The belief that the individual freedom of a person is sacred is newer than what many think. In the past, people instead thought of their part in whatever social unit they belonged to. This included family, tribe, nation, race, etc. Where you were from and who your father is mattered more than what you personally believed or wanted. What social class you were born into would later define what you did for the rest of your life.
Today, the past is often abhorred by us "post-modernists." If anything suggests a small threat to our individualist ideas and values, we often respond with hostility. No one dares to critique their neighbors way of life or worldview. Such an action often results in following offense and hostility. You can do anything as long as you do not threaten the freedoms of your fellow man. Conformity is viewed as weakness. In fact, it is a grave offense to be accused of conformity. This unspoken rule of respect for others' individualism can be summed up like this: "All beliefs are special, just don't claim it has objective truth."
To an extent, individualism can be a good thing. We all should have a freedom to differ in our beliefs and lifestyles. The problem strikes when everything becomes relative. One of the worst results of an increasingly secular world is triviality of truth. That beautiful word which put things into objective positions is slowly being destroyed as more come to the belief that truth is relative. Relative individualism results from this. There is, according to our post modernism, no "truth" we should live by. The belief that some lifestyles or worldviews are better than others is being abolished. Truth has been replaced with the logic of feeling. I hear this phrase a lot: "that may be what you think, but this way of life feels better to me."
There can be dangerous consequences to this. Without a grounded objective reality, individualism becomes whatever anyone thinks of it. We have cases of history where man takes his own individual morality into his own hands. "I want to raise a generation devoid of a conscience, imperious, relentless, and cruel." Those were the words of Hitler as they hung above the gas chambers of Auschwitz.
Dostoevsky gives us a clear example of relative individualism in his book Crime and Punishment. After being sentenced to Siberia, the main character, Raskolnikov, dreams a disturbing yet prophetic dream. "The whole world was condemned to suffer a terrible, unprecedented and unparalleled plague... A new kind of trichinae had appeared, microscopic substances that lodged in men's bodies. Yet these were spiritual substances as well, endowed with mind and will. Those infected were seized immediately and went mad. Yet people never considered themselves so clever and unhesitatingly right as these infected ones considered themselves. Never had they considered their decrees, their scientific deductions, their moral convictions and beliefs more firmly base... each thought the truth was in him alone... They did not know whom to bring to trial or how to try him... They did not know whom to condemn or whom to acquit... Everything and everybody went to wreck and ruin."

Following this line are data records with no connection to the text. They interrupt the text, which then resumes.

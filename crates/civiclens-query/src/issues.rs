//! Filtered issue listings.

use civiclens_core::IssueStatus;
use civiclens_store::{Issue, StateStore};

/// Filters for the issue list read path. An empty filter matches everything.
#[derive(Debug, Clone, Default)]
pub struct IssueFilter {
    pub status: Option<IssueStatus>,
    /// Exact category token.
    pub category: Option<String>,
    /// Case-insensitive substring over `area_name`.
    pub area: Option<String>,
    pub reporter_id: Option<String>,
}

/// List issues newest first with optional filters and paging.
/// Id breaks creation-time ties so pages stay stable.
pub fn list_issues<'a>(
    store: &'a StateStore,
    filter: &IssueFilter,
    skip: usize,
    limit: usize,
) -> Vec<&'a Issue> {
    let area_needle = filter.area.as_ref().map(|a| a.to_lowercase());

    let mut rows: Vec<&Issue> = store
        .issues()
        .filter(|issue| {
            if let Some(status) = filter.status
                && issue.status != status
            {
                return false;
            }
            if let Some(category) = &filter.category
                && issue.category != *category
            {
                return false;
            }
            if let Some(needle) = &area_needle {
                match &issue.area_name {
                    Some(area) if area.to_lowercase().contains(needle) => {}
                    _ => return false,
                }
            }
            if let Some(reporter) = &filter.reporter_id
                && issue.reporter_id != *reporter
            {
                return false;
            }
            true
        })
        .collect();

    rows.sort_by(|a, b| {
        b.created_at
            .cmp(&a.created_at)
            .then_with(|| b.id.cmp(&a.id))
    });
    rows.into_iter().skip(skip).take(limit).collect()
}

I beg to ask: once we have destroyed all sense of objective truth and morality, who gets to call the shots? Who has the final say in things? How are we to establish law when everyone thinks differently about what the law should be? Relative individualism establishes the right to all ideas and actions without affirming a right and wrong. If we are to place a heavy emphasis on individual freedom, there has to be an objective sense of right and wrong. Freedom can be a deadly friend when no one sets the rules.